In questo periodo per tanti versi fervido, la tragedia improvvisa del rapimento di
Moro, sviluppata nel calvario dei cinquantacinque giorni, doveva colpire profondamente
Zaccagnini fino a non lasciarlo più tornare alla normalità della sua esperienza umana
epolitica. Colpito dall’impotenza crescente (e forse non del tutto incolpevole) in cui
sprofondavano gli apparati dello Stato, egli vide crescere la critica amara nei suoi confronti
da parte del prigioniero, nelle lettere fatte filtrare fuori dal carcere brigatista, con il
corrispettivo montare di una sfiducia della famiglia e degli ambienti vicini al suo amico e
maestro politico. Non che oggi – a distanza di quarant’anni – non sia possibile smontare
l’apparente centralità che allora sembrò assumere il lacerante scontro pubblico tra
fermezza e trattativa: Zaccagnini sapeva in cuor suo che non avrebbe probabilmente
potuto fare di più e di diverso, soprattutto perché gli stessi carcerieri non fecero mai
realmente niente per mostrarsi disponibili a venire incontro allo Stato. Come mostra
l’impotenza di tutti i tentativi – comprensibilmente riservati – che oggi sappiamo furono
comunque tentati, al di sotto della quasi necessaria copertura della retorica della fermezza,
voluta soprattutto inizialmente dal Pci ma a cui anche la Dc come partito difficilmente
avrebbe potuto sottrarsi, in quel clima di legittimazione difficoltosa della politica in un
paese agitato e confuso. Ma questa coscienza di ineluttabilità non gli risparmiò una serie
di angosciosi interrogativi, che non a caso egli riscriverà qualche anno dopo in quella lettera
alla moglie che configurava quasi un suo testamento spirituale.

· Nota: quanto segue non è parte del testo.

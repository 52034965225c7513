use thiserror::Error;

use duet_shared::{IdentityError, MessageId, ModerationError, UserId, ValidationError};
use duet_store::StoreError;

/// Errors surfaced by the sync engine.
#[derive(Error, Debug)]
pub enum SyncError {
    /// Input rejected before any network call.
    #[error(transparent)]
    Validation(#[from] ValidationError),

    /// The moderation gate rejected the text. The draft is kept.
    #[error("Message blocked: {reason}")]
    Blocked { reason: String },

    /// The moderation verdict could not be obtained, so nothing was sent.
    #[error(transparent)]
    Moderation(#[from] ModerationError),

    /// A write backing a user action failed; local state was rolled back.
    #[error("Store write failed: {0}")]
    StoreWrite(#[source] StoreError),

    /// A read or subscription failed.
    #[error(transparent)]
    Store(#[from] StoreError),

    #[error(transparent)]
    Identity(#[from] IdentityError),

    #[error("Message not loaded: {0}")]
    MessageNotFound(MessageId),

    #[error("Only the author can change this message")]
    NotAuthor,

    #[error("Message was deleted")]
    MessageDeleted,

    #[error("System messages cannot be changed")]
    SystemMessage,

    #[error("Unknown user: {0}")]
    UnknownUser(UserId),

    #[error("Not a participant of this chat")]
    NotMember,

    #[error("Chat session is closed")]
    SessionClosed,
}

/// Convenience alias used throughout the crate.
pub type Result<T> = std::result::Result<T, SyncError>;
//! Query model shared by one-shot reads and live subscriptions.
//!
//! Semantics follow the managed document databases the client was written
//! against: documents missing the order field are excluded, ties on the
//! order field are broken by document id in the same direction, and
//! `start_after` is strict.

use std::cmp::Ordering;

use serde_json::Value;

use crate::document::{lookup, Document};

#[derive(Debug, Clone, Copy, PartialEq, Eq)]
pub enum Direction {
    Ascending,
    Descending,
}

#[derive(Debug, Clone, PartialEq)]
pub enum Filter {
    /// Field at path equals the value.
    Eq(String, Value),
    /// Array at path contains the value.
    ArrayContains(String, Value),
    /// Document id equals the value.
    IdEq(String),
}

impl Filter {
    fn matches(&self, doc: &Document) -> bool {
        match self {
            Filter::Eq(path, expected) => doc.field(path) == Some(expected),
            Filter::ArrayContains(path, needle) => doc
                .field(path)
                .and_then(Value::as_array)
                .is_some_and(|items| items.contains(needle)),
            Filter::IdEq(id) => doc.id == *id,
        }
    }
}

/// Position of a document within an ordered result, used to resume after it.
#[derive(Debug, Clone, PartialEq)]
pub struct Cursor {
    value: Value,
    id: String,
}

impl Cursor {
    pub fn at(value: Value, id: impl Into<String>) -> Self {
        Self {
            value,
            id: id.into(),
        }
    }

    /// Cursor positioned on `doc` for a query ordered by `order_field`.
    pub fn from_document(doc: &Document, order_field: &str) -> Option<Self> {
        let value = doc.field(order_field)?.clone();
        Some(Self::at(value, doc.id.clone()))
    }
}

#[derive(Debug, Clone, PartialEq)]
pub struct Query {
    pub collection: String,
    pub filters: Vec<Filter>,
    pub order_by: Option<(String, Direction)>,
    pub limit: Option<usize>,
    pub start_after: Option<Cursor>,
}

impl Query {
    pub fn collection(collection: impl Into<String>) -> Self {
        Self {
            collection: collection.into(),
            filters: Vec::new(),
            order_by: None,
            limit: None,
            start_after: None,
        }
    }

    pub fn filter(mut self, filter: Filter) -> Self {
        self.filters.push(filter);
        self
    }

    pub fn order_by(mut self, field: impl Into<String>, direction: Direction) -> Self {
        self.order_by = Some((field.into(), direction));
        self
    }

    pub fn limit(mut self, limit: usize) -> Self {
        self.limit = Some(limit);
        self
    }

    pub fn start_after(mut self, cursor: Cursor) -> Self {
        self.start_after = Some(cursor);
        self
    }

    /// Filter, order, skip and limit a full collection scan.
    pub fn evaluate(&self, docs: Vec<Document>) -> Vec<Document> {
        let mut rows: Vec<Document> = docs
            .into_iter()
            .filter(|doc| self.filters.iter().all(|f| f.matches(doc)))
            .filter(|doc| match &self.order_by {
                Some((field, _)) => doc.field(field).is_some(),
                None => true,
            })
            .collect();

        rows.sort_by(|a, b| self.compare(a, b));

        if let Some(cursor) = &self.start_after {
            rows.retain(|doc| self.compare_to_cursor(doc, cursor) == Ordering::Greater);
        }

        if let Some(limit) = self.limit {
            rows.truncate(limit);
        }
        rows
    }

    fn compare(&self, a: &Document, b: &Document) -> Ordering {
        match &self.order_by {
            Some((field, direction)) => {
                let ord = compare_values(
                    a.field(field).unwrap_or(&Value::Null),
                    b.field(field).unwrap_or(&Value::Null),
                )
                .then_with(|| a.id.cmp(&b.id));
                directed(ord, *direction)
            }
            None => a.id.cmp(&b.id),
        }
    }

    fn compare_to_cursor(&self, doc: &Document, cursor: &Cursor) -> Ordering {
        match &self.order_by {
            Some((field, direction)) => {
                let ord = compare_values(doc.field(field).unwrap_or(&Value::Null), &cursor.value)
                    .then_with(|| doc.id.cmp(&cursor.id));
                directed(ord, *direction)
            }
            None => doc.id.cmp(&cursor.id),
        }
    }
}

/// Ordered result of a query at one point in time.
#[derive(Debug, Clone, Default, PartialEq)]
pub struct Snapshot {
    pub docs: Vec<Document>,
}

impl Snapshot {
    pub fn new(docs: Vec<Document>) -> Self {
        Self { docs }
    }

    pub fn is_empty(&self) -> bool {
        self.docs.is_empty()
    }
}

fn directed(ord: Ordering, direction: Direction) -> Ordering {
    match direction {
        Direction::Ascending => ord,
        Direction::Descending => ord.reverse(),
    }
}

fn type_rank(v: &Value) -> u8 {
    match v {
        Value::Null => 0,
        Value::Bool(_) => 1,
        Value::Number(_) => 2,
        Value::String(_) => 3,
        Value::Array(_) => 4,
        Value::Object(_) => 5,
    }
}

/// Total order over JSON values: first by type, then by value.
pub fn compare_values(a: &Value, b: &Value) -> Ordering {
    match (a, b) {
        (Value::Bool(x), Value::Bool(y)) => x.cmp(y),
        (Value::Number(x), Value::Number(y)) => match (x.as_i64(), y.as_i64()) {
            (Some(x), Some(y)) => x.cmp(&y),
            _ => {
                let x = x.as_f64().unwrap_or_default();
                let y = y.as_f64().unwrap_or_default();
                x.partial_cmp(&y).unwrap_or(Ordering::Equal)
            }
        },
        (Value::String(x), Value::String(y)) => x.cmp(y),
        (Value::Array(x), Value::Array(y)) => {
            for (l, r) in x.iter().zip(y.iter()) {
                let ord = compare_values(l, r);
                if ord != Ordering::Equal {
                    return ord;
                }
            }
            x.len().cmp(&y.len())
        }
        _ => type_rank(a).cmp(&type_rank(b)),
    }
}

Ritornato molto provato a gestire il partito, nonostante la volontà espressa di
lasciare il suo posto, ebbe un ruolo cruciale nell’elezione di Pertini alla presidenza della
Repubblica. Zaccagnini dovette subire la sconfitta finale della politica di solidarietà
nazionale, nei suoi interlocutori e nel suo stesso partito, con il congresso democristiano del febbraio 1980. La sua testimonianza sobria e incisiva di servizio al bene comune non
sarebbe venuta meno nei pochi anni che la vita ancora gli avrebbe riservato, all’ombra del
suo travaglio interiore, mentre rifiutava ancora una candidatura presidenziale nel 1985.
Girò molto l’Italia a offrire la sua testimonianza e a rilanciare un appassionato appello per
la costruzione politica della pace. Nella primavera del 1988, venne a Milano a un
partecipato raduno dei giovani di Azione cattolica e rilasciò un’intervista in cui disse: «Nei
limiti con cui la politica e ogni cosa umana può esprimersi è certo indispensabile portare
avanti il rinnovamento, che non è solo un fatto generazionale ma soprattutto di idealità, di
freschezza, di ideali politici. Non si può appiattire la politica perché allora ci si sporca
solo le mani. Si deve tenerla alta, e… dopo essersi sporcati le mani, cercare di lavarle». Mi
pare un’immagine sobria e fiera che ben rappresenta il suo lascito essenziale, che potrebbe
funzionare anche da controcanto critico ad alcuni limiti della politica contemporanea.